**WHAT THIS TASK INVOLVES**
Find every line below where the string "builder" shows up, and copy those lines.

[DATA PROVIDED — start]

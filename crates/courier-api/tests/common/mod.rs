//! Router harness over in-memory storage and a controllable clock.

#![allow(dead_code)]

use std::{sync::Arc, time::Duration};

use axum::{
    body::{to_bytes, Body},
    http::{Method, Request, StatusCode},
    Router,
};
use courier_api::{create_router, AppState};
use courier_core::TestClock;
use courier_delivery::{
    seed_catalog, storage::mock::MockDeliveryStorage, DeliveryConfig, DeliveryEngine,
    WorkerPool,
};
use serde_json::Value;
use tower::ServiceExt;

pub struct TestApp {
    pub storage: Arc<MockDeliveryStorage>,
    pub clock: TestClock,
    pub engine: Arc<DeliveryEngine>,
    router: Router,
}

impl TestApp {
    pub async fn new() -> Self {
        Self::build(false).await
    }

    /// Reports a worker pool that was created but never started.
    pub async fn with_stopped_workers() -> Self {
        Self::build(true).await
    }

    async fn build(stopped_workers: bool) -> Self {
        let storage = Arc::new(MockDeliveryStorage::new());
        seed_catalog(storage.as_ref()).await.expect("catalog seed should succeed");
        let clock = TestClock::new();
        let engine = Arc::new(
            DeliveryEngine::new(storage.clone(), DeliveryConfig::default(), Arc::new(clock.clone()))
                .expect("engine should build"),
        );

        let mut state = AppState::new(storage.clone(), engine.clone(), Arc::new(clock.clone()));
        if stopped_workers {
            let pool = WorkerPool::new(engine.clone(), Arc::new(clock.clone()));
            state = state.with_workers(pool.monitor());
        }
        let router = create_router(state, Duration::from_secs(30));

        Self { storage, clock, engine, router }
    }

    pub async fn get(&self, uri: &str) -> (StatusCode, Value) {
        self.call(Method::GET, uri, None).await
    }

    pub async fn post(&self, uri: &str, body: Value) -> (StatusCode, Value) {
        self.call(Method::POST, uri, Some(body)).await
    }

    pub async fn patch(&self, uri: &str, body: Value) -> (StatusCode, Value) {
        self.call(Method::PATCH, uri, Some(body)).await
    }

    pub async fn delete(&self, uri: &str) -> (StatusCode, Value) {
        self.call(Method::DELETE, uri, None).await
    }

    pub async fn call(&self, method: Method, uri: &str, body: Option<Value>) -> (StatusCode, Value) {
        let builder = Request::builder().method(method).uri(uri);
        let request = match body {
            Some(body) => builder
                .header("content-type", "application/json")
                .body(Body::from(body.to_string())),
            None => builder.body(Body::empty()),
        }
        .expect("request should build");

        let response = self.router.clone().oneshot(request).await.expect("router should answer");
        let status = response.status();
        let bytes = to_bytes(response.into_body(), usize::MAX).await.expect("body should read");
        let json = if bytes.is_empty() {
            Value::Null
        } else {
            serde_json::from_slice(&bytes).expect("response should be JSON")
        };
        (status, json)
    }

    pub async fn raw(&self, request: Request<Body>) -> axum::response::Response {
        self.router.clone().oneshot(request).await.expect("router should answer")
    }

    /// Creates an endpoint through the API and returns its JSON.
    pub async fn create_endpoint(&self, tenant: uuid::Uuid, body: Value) -> Value {
        let (status, json) = self.post(&format!("/v1/tenants/{tenant}/endpoints"), body).await;
        assert_eq!(status, StatusCode::CREATED, "create failed: {json}");
        json
    }
}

[DATA PROVIDED — finish]

**OUTPUT OF THE EXERCISE**
        let builder = Request::builder().method(method).uri(uri);
            Some(body) => builder
            None => builder.body(Body::empty()),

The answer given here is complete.